MAJOR Changes Coming To Wilmington Town Meeting? Selectmen Considering Six Recommendations

WILMINGTON, MA — Wilmington’s Inhabitant Bylaw Committee recently announced its recommendations on how the town can improve its Annual Town Meeting to increase declining voter attendance.

Town Clerk Christine Touma-Conway, Chair of the Bylaw Committee, outlined six proposed changes for the Board of Selectmen to consider:

#1) Each year, the Board of Selectmen would be given the discretion to set the date of the Town Meeting on any Saturday in April prior to the final Saturday. 

“The Selectmen can look at a calendar and set a date after determining when school vacation week, Easter, Holy Communion, and other conflicts,” said Touma-Conway. “By creating the ability to move the date around, you can maximize the amount of people that can come by avoiding conflicts.”

Selectmen would need to select their preferred Saturday in April each year by October.

On a related note, the Selectmen are also being asked to shift the Annual Town Election to the last Saturday in April.

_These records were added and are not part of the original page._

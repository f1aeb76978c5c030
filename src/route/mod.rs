//! Routes and route construction.
//!
//! # Data Flow
//! ```text
//! [[routes]] in config (RouteDefinition)
//!     → RouteFactory::build
//!         → uri parsed + scheme prefix / lb host checked
//!         → predicates via the predicate registry (ANDed)
//!         → default_filters + route filters via the filter registry
//!     → Route (immutable)
//!     → table.rs (ordered snapshot, atomic swap on reload)
//! ```
//!
//! # Design Decisions
//! - Routes are immutable once published; a reload replaces them wholesale
//! - Every definition is validated here, so a bad route never reaches the table
//! - Lower `order` wins; equal orders keep declaration order

pub mod table;

use std::fmt;
use std::sync::Arc;
use std::time::Duration;

use url::Url;

use crate::config::schema::{GatewayConfig, RouteDefinition};
use crate::definition::Definition;
use crate::error::ConfigurationError;
use crate::filter::registry::{self as filters, FilterRegistry};
use crate::filter::rewrite::resolve_route_uri;
use crate::filter::OrderedFilter;
use crate::predicate::{self, build_route_predicate, AsyncPredicate, PredicateRegistry};

pub use table::RouteTable;

/// A published route.
pub struct Route {
    pub id: String,
    /// Target URI; may carry a scheme prefix such as `lb:ws://service`.
    pub uri: Url,
    pub order: i32,
    pub predicate: Arc<dyn AsyncPredicate>,
    /// Default filters followed by the route's own, each list numbered from 1.
    pub filters: Vec<OrderedFilter>,
    /// Overrides the client-wide response timeout.
    pub response_timeout: Option<Duration>,
    /// Overrides the gateway-wide preserve-host flag.
    pub preserve_host: Option<bool>,
}

impl Route {
    /// Route with no predicate or filters.
    pub fn new(id: impl Into<String>, uri: Url) -> Self {
        Self {
            id: id.into(),
            uri,
            order: 0,
            predicate: predicate::to_async(predicate::Always),
            filters: Vec::new(),
            response_timeout: None,
            preserve_host: None,
        }
    }

    pub fn with_order(mut self, order: i32) -> Self {
        self.order = order;
        self
    }

    pub fn with_predicate(mut self, predicate: Arc<dyn AsyncPredicate>) -> Self {
        self.predicate = predicate;
        self
    }

    pub fn with_filters(mut self, filters: Vec<OrderedFilter>) -> Self {
        self.filters = filters;
        self
    }

    pub fn with_response_timeout(mut self, timeout: Duration) -> Self {
        self.response_timeout = Some(timeout);
        self
    }
}

impl fmt::Debug for Route {
    fn fmt(&self, f: &mut fmt::Formatter<'_>) -> fmt::Result {
        f.debug_struct("Route")
            .field("id", &self.id)
            .field("uri", &self.uri.as_str())
            .field("order", &self.order)
            .field("predicate", &self.predicate)
            .field("filters", &self.filters)
            .finish()
    }
}

/// Builds routes from configuration through the predicate and filter registries.
#[derive(Debug)]
pub struct RouteFactory {
    predicates: PredicateRegistry,
    filters: FilterRegistry,
}

impl RouteFactory {
    pub fn new(predicates: PredicateRegistry, filters: FilterRegistry) -> Self {
        Self {
            predicates,
            filters,
        }
    }

    pub fn predicates(&self) -> &PredicateRegistry {
        &self.predicates
    }

    pub fn filters(&self) -> &FilterRegistry {
        &self.filters
    }

    /// Builds one route; `default_filters` are prepended to its filter list.
    pub fn build(
        &self,
        definition: &RouteDefinition,
        default_filters: &[Definition],
    ) -> Result<Route, ConfigurationError> {
        let uri = Url::parse(&definition.uri).map_err(|e| ConfigurationError::InvalidUri {
            route: definition.id.clone(),
            reason: e.to_string(),
        })?;
        resolve_route_uri(&uri)?;

        let predicate = build_route_predicate(&definition.predicates, &self.predicates)?;

        let mut ordered = filters::build_ordered(&self.filters, default_filters)?;
        ordered.extend(filters::build_ordered(&self.filters, &definition.filters)?);

        Ok(Route {
            id: definition.id.clone(),
            uri,
            order: definition.order,
            predicate,
            filters: ordered,
            response_timeout: definition.response_timeout_ms.map(Duration::from_millis),
            preserve_host: definition.preserve_host,
        })
    }

    /// Builds every route in the config. Fails on the first invalid route.
    pub fn build_all(&self, config: &GatewayConfig) -> Result<Vec<Route>, ConfigurationError> {
        config
            .routes
            .iter()
            .map(|definition| self.build(definition, &config.default_filters))
            .collect()
    }
}

impl Default for RouteFactory {
    fn default() -> Self {
        Self::new(predicate::default_registry(), filters::default_registry())
    }
}

#[cfg(test)]
mod tests {
    use super::*;

    fn definition(uri: &str) -> RouteDefinition {
        RouteDefinition {
            id: "r1".into(),
            uri: uri.into(),
            order: 0,
            predicates: vec!["Path=/r1/**".parse::<Definition>().unwrap().into()],
            filters: vec!["StripPrefix=1".parse().unwrap()],
            response_timeout_ms: Some(250),
            preserve_host: None,
        }
    }

    #[test]
    fn test_build_route() {
        let defaults = vec!["AddResponseHeader=X-Gateway,filter-gateway".parse().unwrap()];
        let route = RouteFactory::default()
            .build(&definition("http://localhost:9000"), &defaults)
            .unwrap();
        assert_eq!(route.id, "r1");
        assert_eq!(route.response_timeout, Some(Duration::from_millis(250)));
        let orders: Vec<i32> = route.filters.iter().map(|f| f.order).collect();
        assert_eq!(orders, vec![1, 1]);
    }

    #[test]
    fn test_build_rejects_invalid_lb_host() {
        let err = RouteFactory::default()
            .build(&definition("lb://bad_host"), &[])
            .unwrap_err();
        assert!(matches!(err, ConfigurationError::InvalidHost(_)));
    }

    #[test]
    fn test_build_rejects_unknown_filter() {
        let mut def = definition("http://localhost:9000");
        def.filters = vec!["Retry=3".parse().unwrap()];
        let err = RouteFactory::default().build(&def, &[]).unwrap_err();
        assert_eq!(err, ConfigurationError::UnknownFilter("Retry".into()));
    }

    #[test]
    fn test_build_rejects_unparsable_uri() {
        let err = RouteFactory::default()
            .build(&definition("not a uri"), &[])
            .unwrap_err();
        assert!(matches!(err, ConfigurationError::InvalidUri { .. }));
    }
}
//! Observability subsystem.
//!
//! # Data Flow
//! ```text
//! All subsystems produce:
//!     → tracing events with structured fields (exchange_id, route_id, connection_id)
//!
//! Consumers:
//!     → logging.rs subscriber (pretty or JSON lines on stdout)
//! ```
//!
//! # Design Decisions
//! - Structured logging (JSON) for machine parsing
//! - Exchange ID flows through every event of a request
//! - `RUST_LOG` overrides the configured level

pub mod logging;

pub use logging::init_logging;
//! Configuration loading from disk.

use std::fs;
use std::path::Path;

use thiserror::Error;

use crate::config::schema::GatewayConfig;
use crate::config::validation::{validate_config, ValidationError};

/// Error type for configuration loading.
#[derive(Debug, Error)]
pub enum ConfigError {
    #[error("IO error: {0}")]
    Io(#[from] std::io::Error),

    #[error("Parse error: {0}")]
    Parse(#[from] toml::de::Error),

    #[error("Validation failed: {}", join(.0))]
    Validation(Vec<ValidationError>),
}

fn join(errors: &[ValidationError]) -> String {
    errors
        .iter()
        .map(ToString::to_string)
        .collect::<Vec<_>>()
        .join(", ")
}

/// Parse and validate configuration from TOML text.
pub fn parse_config(content: &str) -> Result<GatewayConfig, ConfigError> {
    let config: GatewayConfig = toml::from_str(content)?;
    validate_config(&config).map_err(ConfigError::Validation)?;
    Ok(config)
}

/// Load and validate configuration from a TOML file.
pub fn load_config(path: &Path) -> Result<GatewayConfig, ConfigError> {
    let content = fs::read_to_string(path)?;
    parse_config(&content)
}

This, in and of itself, is not a significant change, as the Town Election currently occurs on the fourth Saturday in April.

What does represent a change, however, is the sequencing as, under the proposal, the Annual Town Meeting would come BEFORE the Annual Town Election. The Annual Town Election is currently held one week AFTER the Annual Town Meeting.

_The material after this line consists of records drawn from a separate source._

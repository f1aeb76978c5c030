//! Segment patterns for paths and hosts.
//!
//! Syntax, per segment:
//! - `**` matches zero or more whole segments
//! - `{name}` matches exactly one non-empty segment
//! - `*` inside a segment matches any run of characters within that segment
//! - anything else matches literally
//!
//! Paths use `/` as the separator, hosts use `.`.

use std::fmt;

#[derive(Debug, Clone, PartialEq, Eq)]
enum Segment {
    Literal(String),
    Glob(String),
    Variable(String),
    AnySegments,
}

impl Segment {
    fn parse(raw: &str) -> Self {
        if raw == "**" {
            Segment::AnySegments
        } else if raw.len() > 2 && raw.starts_with('{') && raw.ends_with('}') {
            Segment::Variable(raw[1..raw.len() - 1].to_string())
        } else if raw.contains('*') {
            Segment::Glob(raw.to_string())
        } else {
            Segment::Literal(raw.to_string())
        }
    }

    fn matches(&self, text: &str) -> bool {
        match self {
            Segment::Literal(literal) => literal == text,
            Segment::Glob(glob) => glob_match(glob.as_bytes(), text.as_bytes()),
            Segment::Variable(_) => !text.is_empty(),
            Segment::AnySegments => true,
        }
    }
}

/// A compiled path or host pattern.
#[derive(Clone, PartialEq, Eq)]
pub struct Pattern {
    source: String,
    separator: char,
    segments: Vec<Segment>,
}

impl Pattern {
    pub fn path(pattern: &str) -> Self {
        Self::compile(pattern, '/')
    }

    /// Host patterns compare case-insensitively.
    pub fn host(pattern: &str) -> Self {
        Self::compile(&pattern.to_ascii_lowercase(), '.')
    }

    fn compile(pattern: &str, separator: char) -> Self {
        let mut segments: Vec<Segment> = pattern.split(separator).map(Segment::parse).collect();
        // `**/**` matches exactly what `**` matches
        segments.dedup_by(|a, b| *a == Segment::AnySegments && *b == Segment::AnySegments);
        Self {
            source: pattern.to_string(),
            separator,
            segments,
        }
    }

    pub fn as_str(&self) -> &str {
        &self.source
    }

    pub fn ends_with_separator(&self) -> bool {
        self.source.ends_with(self.separator)
    }

    pub fn matches(&self, text: &str) -> bool {
        let parts: Vec<&str> = text.split(self.separator).collect();
        match_segments(&self.segments, &parts)
    }
}

impl fmt::Debug for Pattern {
    fn fmt(&self, f: &mut fmt::Formatter<'_>) -> fmt::Result {
        f.debug_tuple("Pattern").field(&self.source).finish()
    }
}

/// Bottom-up table over (segment, part) suffixes: O(segments × parts) for any
/// number of `**`.
fn match_segments(pattern: &[Segment], text: &[&str]) -> bool {
    let n = text.len();
    // next[j]: the segments after the current one match text[j..]
    let mut next = vec![false; n + 1];
    next[n] = true;
    for segment in pattern.iter().rev() {
        let mut row = vec![false; n + 1];
        for j in (0..=n).rev() {
            row[j] = match segment {
                Segment::AnySegments => next[j] || (j < n && row[j + 1]),
                _ => j < n && next[j + 1] && segment.matches(text[j]),
            };
        }
        next = row;
    }
    next[0]
}

/// `*` wildcard match within a single segment.
fn glob_match(pattern: &[u8], text: &[u8]) -> bool {
    let (mut p, mut t) = (0, 0);
    let mut backtrack: Option<(usize, usize)> = None;
    while t < text.len() {
        if p < pattern.len() && pattern[p] == b'*' {
            backtrack = Some((p, t));
            p += 1;
        } else if p < pattern.len() && pattern[p] == text[t] {
            p += 1;
            t += 1;
        } else if let Some((star, matched)) = backtrack {
            p = star + 1;
            t = matched + 1;
            backtrack = Some((star, matched + 1));
        } else {
            return false;
        }
    }
    pattern[p..].iter().all(|&b| b == b'*')
}

#[cfg(test)]
mod tests {
    use super::*;

    #[test]
    fn test_literal_path() {
        let pattern = Pattern::path("/api/users");
        assert!(pattern.matches("/api/users"));
        assert!(!pattern.matches("/api/users/1"));
        assert!(!pattern.matches("/api"));
    }

    #[test]
    fn test_double_wildcard() {
        let pattern = Pattern::path("/api/**");
        assert!(pattern.matches("/api"));
        assert!(pattern.matches("/api/"));
        assert!(pattern.matches("/api/v1/users/7"));
        assert!(!pattern.matches("/apix/v1"));

        let middle = Pattern::path("/a/**/z");
        assert!(middle.matches("/a/z"));
        assert!(middle.matches("/a/b/c/z"));
        assert!(!middle.matches("/a/b/c"));
    }

    #[test]
    fn test_many_double_wildcards_on_long_paths() {
        let pattern = Pattern::path("/**/a/**/b/**/c/**/d/**/e/**/f");
        assert_eq!(pattern.segments.iter().filter(|s| **s == Segment::AnySegments).count(), 6);

        let long = format!("/{}", vec!["x"; 400].join("/"));
        assert!(!pattern.matches(&long));

        let hit = format!("{long}/a/b/x/c/d/e/x/x/f");
        assert!(pattern.matches(&hit));
    }

    #[test]
    fn test_repeated_double_wildcard_collapses() {
        let pattern = Pattern::path("/api/**/**/**/z");
        assert_eq!(pattern.segments, Pattern::path("/api/**/z").segments);
        assert!(pattern.matches("/api/z"));
        assert!(pattern.matches("/api/q/r/z"));
        assert!(!pattern.matches("/api/q"));
    }

    #[test]
    fn test_single_segment_wildcards() {
        let pattern = Pattern::path("/files/*.json");
        assert!(pattern.matches("/files/report.json"));
        assert!(!pattern.matches("/files/a/report.json"));

        let variable = Pattern::path("/users/{id}/orders");
        assert!(variable.matches("/users/42/orders"));
        assert!(!variable.matches("/users//orders"));
    }

    #[test]
    fn test_host_pattern() {
        let pattern = Pattern::host("**.Example.org");
        assert!(pattern.matches("example.org"));
        assert!(pattern.matches("api.eu.example.org"));
        assert!(!pattern.matches("example.com"));

        let single = Pattern::host("{sub}.example.org");
        assert!(single.matches("beta.example.org"));
        assert!(!single.matches("example.org"));
    }

    #[test]
    fn test_glob_match() {
        assert!(glob_match(b"a*c", b"abbbc"));
        assert!(glob_match(b"*", b""));
        assert!(!glob_match(b"a*d", b"abc"));
    }
}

#2) The Town Meeting’s start time would shift from 10:30am to 9am.

“The Town Meeting would start earlier in the day for everyone involved, so people aren’t there until 4pm, 5pm or maybe 6pm,” explained Touma-Conway.

#3) The budget at Town Meeting would be taken up and voted as a whole after a presentation from the Town Manager.

The Committee is encouraging Selectmen to meet with the Town Manager, Town Counsel, and Town Moderator to consider revamping how the budget is presented.

“Under the proposal, the Town Manager would present an overall budget presentation and highlight major changes,” said Touma-Conway. “Then the budget would be taken up as a whole, rather than department by department as is customary.”

#4) Random selection of Town Meeting warrant articles is eliminated.

“Random selection’s time has come and gone with the advent of electronic communications,” stated Touma-Conway. “And if you just go with a straight set of articles — town-sponsored and then petitioned articles — with no random selection, you do away with the part of the meeting that takes time to pull the numbers.”

#5) The quorum requirement at Town Meeting is eliminated.

“Studies have actually shown that if you do away with the quorum requirements, more people actually go to the meeting because no one wants a small number of people to decide important matters for the whole town. Tewksbury, for example, recently did away with its requirement and saw a slight increase in attendance,” explained Touma-Conway. “Also, sometimes we’ve had to wait, say, 45 minutes for the meeting to start. Eliminating the quorum will keep things moving.”

#6) Keeping certain Town Counsel opinions private.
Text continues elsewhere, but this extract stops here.